Кровь, взятую зимой, сразу же ставят в теплое место для свертывания кровяного сгустка и отстаивания сыворотки. Кровь доставляют в лабораторию не позднее чем на 2-3-й день после ее взятия. Сохранять ее следует в темном и прохладном месте. В жаркую погоду при невозможности своевременной отправки крови для исследования ее необходимо консервировать 0,5%-ным раствором карболовой кристаллической кислоты на физиологическом (0,85?о-ном) растворе поваренной соли. С этой целью отстоявшуюся сыворотку крови пипеткой отсасывают и переносят в чистые пробирки, оставив в первоначальной пробирке кровяной сгусток. К 9 мл сыворотки крови добавляют 1 мл 5%-ного раствора карболовой кристаллической кислоты, пробирку тщательно встряхивают, плотно закрыв ватной пробкой. При малом количестве исследуемой сыворотки к 1 мл ее добавляют 0,1 мл указанного раствора карболовой кислоты. Консервированная сыворотка может сохраняться длительное время.

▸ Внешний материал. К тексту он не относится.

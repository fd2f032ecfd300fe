//! User-domain wire types — profiles, presence, thanks, and moderation.
//!
//! Field names are camelCase on the wire (`followerCount`, `isFollowing`,
//! `userId`…); struct fields stay snake_case behind `rename_all`.

use chrono::NaiveDate;
use serde::{Deserialize, Serialize};

// ---------------------------------------------------------------------------
// Role
// ---------------------------------------------------------------------------

/// Moderation role, ordered by privilege: `Member < Mod < Admin`.
///
/// The derived [`Ord`] is the rank compare used by block/unblock — a caller
/// may only act on targets of strictly lower rank. Serializes as a lowercase
/// string (`"member"`, `"mod"`, `"admin"`).
#[derive(Debug, Clone, Copy, PartialEq, Eq, PartialOrd, Ord, Serialize, Deserialize)]
#[serde(rename_all = "lowercase")]
pub enum Role {
    Member,
    Mod,
    Admin,
}

impl Role {
    /// `true` for moderator-or-above. Gates block/unblock and selects the
    /// short thank cooldown.
    pub fn is_mod(self) -> bool {
        self >= Role::Mod
    }

    /// Integer rank as stored in the `users.role` column.
    pub fn rank(self) -> i64 {
        match self {
            Role::Member => 0,
            Role::Mod => 1,
            Role::Admin => 2,
        }
    }

    /// Inverse of [`Role::rank`]. Ranks beyond the known range clamp to the
    /// nearest variant so an out-of-range row still orders sensibly.
    pub fn from_rank(rank: i64) -> Self {
        match rank {
            i64::MIN..=0 => Role::Member,
            1 => Role::Mod,
            _ => Role::Admin,
        }
    }
}

// ---------------------------------------------------------------------------
// Profiles
// ---------------------------------------------------------------------------

/// A user's public profile as serialized to clients.
///
/// This is also the per-session snapshot the token cache holds: `GET
/// /api/v1/user` serves it straight from the cache, and profile/presence
/// writes push a fresh copy back in.
#[derive(Debug, Clone, Serialize, Deserialize, PartialEq)]
#[serde(rename_all = "camelCase")]
pub struct PublicUser {
    /// Internal numeric id. Doubles as the avatar blob key (`"{id}.jpg"`)
    /// and as the path parameter of `GET /api/v1/user/{id}`.
    pub id: i64,

    /// External stable identifier — the value request bodies carry in
    /// `userId`.
    pub uuid: String,

    pub name: String,

    pub about: String,

    /// Avatar revision counter, bumped on every upload so clients can
    /// cache-bust the blob URL. `0` means no avatar was ever uploaded.
    pub avatar: i64,

    /// Reputation credit balance.
    pub credit: i64,

    pub role: Role,

    /// Free-form presence fields set by `POST /api/v1/change_room`.
    pub mode: String,
    pub room: String,

    /// Present while the user is blocked; cleared by unblock.
    #[serde(default, skip_serializing_if = "Option::is_none")]
    pub block_until: Option<NaiveDate>,
}

/// `GET /api/v1/user/{id}` response — the target's public profile merged
/// with follow counts and the viewer's relationship flags.
#[derive(Debug, Clone, Serialize, Deserialize, PartialEq)]
#[serde(rename_all = "camelCase")]
pub struct UserProfile {
    #[serde(flatten)]
    pub user: PublicUser,

    pub follower_count: i64,
    pub following_count: i64,

    /// The viewer follows the profiled user.
    pub is_following: bool,

    /// The profiled user follows the viewer.
    pub is_follower: bool,
}

/// `POST /api/v1/user` response — the refreshed account view bound to the
/// presented credential.
#[derive(Debug, Clone, Serialize, Deserialize, PartialEq)]
pub struct AccountResponse {
    pub token: String,
    pub user: PublicUser,
}

// ---------------------------------------------------------------------------
// Requests
// ---------------------------------------------------------------------------

/// `POST /api/v1/change_room` request body.
///
/// Partial-update semantics: an absent field leaves the stored value
/// untouched; a present field overwrites it, empty string included.
#[derive(Debug, Clone, Default, Serialize, Deserialize)]
pub struct ChangeRoomRequest {
    #[serde(default, skip_serializing_if = "Option::is_none")]
    pub mode: Option<String>,

    #[serde(default, skip_serializing_if = "Option::is_none")]
    pub room: Option<String>,
}

/// `POST /api/v1/thank_user` request body. `userId` is the target's uuid.
#[derive(Debug, Clone, Serialize, Deserialize)]
#[serde(rename_all = "camelCase")]
pub struct ThankRequest {
    pub user_id: String,
}

/// `POST /api/v1/thank_user` response — the caller's updated balance.
#[derive(Debug, Clone, Serialize, Deserialize, PartialEq)]
pub struct ThankResponse {
    pub credit: i64,
}

/// Request body shared by `POST /api/v1/block_user` and
/// `POST /api/v1/unblock_user`. `userId` is the target's uuid.
#[derive(Debug, Clone, Serialize, Deserialize)]
#[serde(rename_all = "camelCase")]
pub struct ModerationRequest {
    pub user_id: String,
}

// ---------------------------------------------------------------------------
// Tests
// ---------------------------------------------------------------------------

Пробирки с кровью упаковывают в вертикальном положении и отправляют в лабораторию с нарочным, предохраняя от замораживания и встряхивания. Гемолизированная, проросшая и покрытая сверху пленкой плесени кровь, а также помутневшая сыворотка давно взятой крови для серологического исследования непригодны.

На каждой пробирке с кровью ставят номер или кличку животного. Бумажную этикетку надписывают простым карандашом и прикрепляют ее резиновым колечком, плотно надетым на пробирку. Пробы с кровью направляют в сопровождении списка, составленного в 2 экземплярах. Одни из них с обозначением полученных результатов лаборатория возвращает лицу, направившему кровь на исследование.